RESPONSE TO Isherwood’s NY TIMES review of MOTHERHOOD OUT LOUD

Correct Again!

Once again, Mr. Isherwood, you are correct! Motherhood is a distinctly over-rated enterprise–not being a mother, I feel (with you) that I can say that with total objectivity. It is certainly no topic for any real theatrical enterprise–since it is so common, it cannot help but be cliché! But leave it to artists to think that the common can be universal rather than merely trite! The real villain here, though, as you indicate at the end, is children–it is the culture of childhood (with its sippy cups and diapers) which ruins perfectly good people and turns them into perfectly awful mothers (my wife and I happily avoided this fate–snip snip!).

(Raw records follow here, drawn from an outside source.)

//! In-memory documents for unit tests.

use lopdf::content::{Content, Operation};
use lopdf::{dictionary, Bookmark, Document, Object, Stream};
use std::path::{Path, PathBuf};

/// A Letter-sized document whose pages read "Page N". Fonts and the
/// MediaBox live on the Pages node so pages exercise inheritance.
pub fn document(pages: u32) -> Document {
    let mut doc = Document::with_version("1.5");
    let pages_id = doc.new_object_id();
    let font_id = doc.add_object(dictionary! {
        "Type" => "Font",
        "Subtype" => "Type1",
        "BaseFont" => "Helvetica",
        "Encoding" => "WinAnsiEncoding",
    });

    let mut kids = Vec::new();
    for n in 1..=pages {
        let content = Content {
            operations: vec![
                Operation::new("BT", vec![]),
                Operation::new("Tf", vec!["F1".into(), 24.into()]),
                Operation::new("Td", vec![72.into(), 700.into()]),
                Operation::new("Tj", vec![Object::string_literal(format!("Page {}", n))]),
                Operation::new("ET", vec![]),
            ],
        };
        let content_id = doc.add_object(Stream::new(dictionary! {}, content.encode().unwrap()));
        let page_id = doc.add_object(dictionary! {
            "Type" => "Page",
            "Parent" => pages_id,
            "Contents" => content_id,
        });
        kids.push(page_id.into());
    }

    doc.objects.insert(
        pages_id,
        Object::Dictionary(dictionary! {
            "Type" => "Pages",
            "Kids" => kids,
            "Count" => pages as i64,
            "Resources" => dictionary! { "Font" => dictionary! { "F1" => font_id } },
            "MediaBox" => vec![0.into(), 0.into(), 612.into(), 792.into()],
        }),
    );
    let catalog_id = doc.add_object(dictionary! {
        "Type" => "Catalog",
        "Pages" => pages_id,
    });
    doc.trailer.set("Root", catalog_id);
    doc
}

/// Like [`document`] with top-level bookmarks at the given 1-indexed pages.
pub fn document_with_outline(pages: u32, marks: &[(&str, u32)]) -> Document {
    let mut doc = document(pages);
    let page_ids = doc.get_pages();
    for (title, page) in marks {
        let bookmark = Bookmark::new(title.to_string(), [0.0, 0.0, 0.0], 0, page_ids[page]);
        doc.add_bookmark(bookmark, None);
    }
    if let Some(outline_id) = doc.build_outline() {
        doc.catalog_mut().unwrap().set("Outlines", outline_id);
    }
    doc
}

pub fn save(mut doc: Document, dir: &Path, name: &str) -> PathBuf {
    let path = dir.join(name);
    doc.save(&path).unwrap();
    path
}

pub fn write_pdf(dir: &Path, name: &str, pages: u32) -> PathBuf {
    save(document(pages), dir, name)
}

/// A small RGBA PNG on disk.
pub fn write_png(dir: &Path, name: &str, width: u32, height: u32) -> PathBuf {
    let path = dir.join(name);
    let img = image::RgbaImage::from_fn(width, height, |x, y| {
        image::Rgba([(x * 16) as u8, (y * 16) as u8, 128, 200])
    });
    img.save(&path).unwrap();
    path
}

/// The strings each page shows with `Tj`, in page order.
pub fn page_labels(doc: &Document) -> Vec<String> {
    doc.get_pages()
        .values()
        .map(|&id| {
            let content = Content::decode(&doc.get_page_content(id).unwrap()).unwrap();
            content
                .operations
                .iter()
                .filter(|op| op.operator == "Tj")
                .filter_map(|op| op.operands.first())
                .filter_map(|text| text.as_str().ok())
                .map(|bytes| String::from_utf8_lossy(bytes).into_owned())
                .collect::<Vec<_>>()
                .join(" ")
        })
        .collect()
}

And it is the base evolutionary obsession with procreation which leads to the sort of cult of fecundity to which mothers (and theaters, in this case) fall prey. As a proud sterile man, I am tired of all the obvious representations of fertility onstage, tired of the sort of sexual rambunctiousness which could lead to depictions of such worn out idioms as “childhood” and “motherhood”! There really is no excuse to perpetuate this sort of nonsense any more. I much prefer plays which have a preoccupation with the fading dignity of real manliness, which see the world in a kind of cold blue light of once-removed reason and wit. I have a feeling you would agree. You are fighting the good fight, Mr. Isherwood, and with your acumen and authority so rigid and unquestionable (and so true!), I hope you will keep up the good work: keep destroying incorrect theater! Onward, soldier!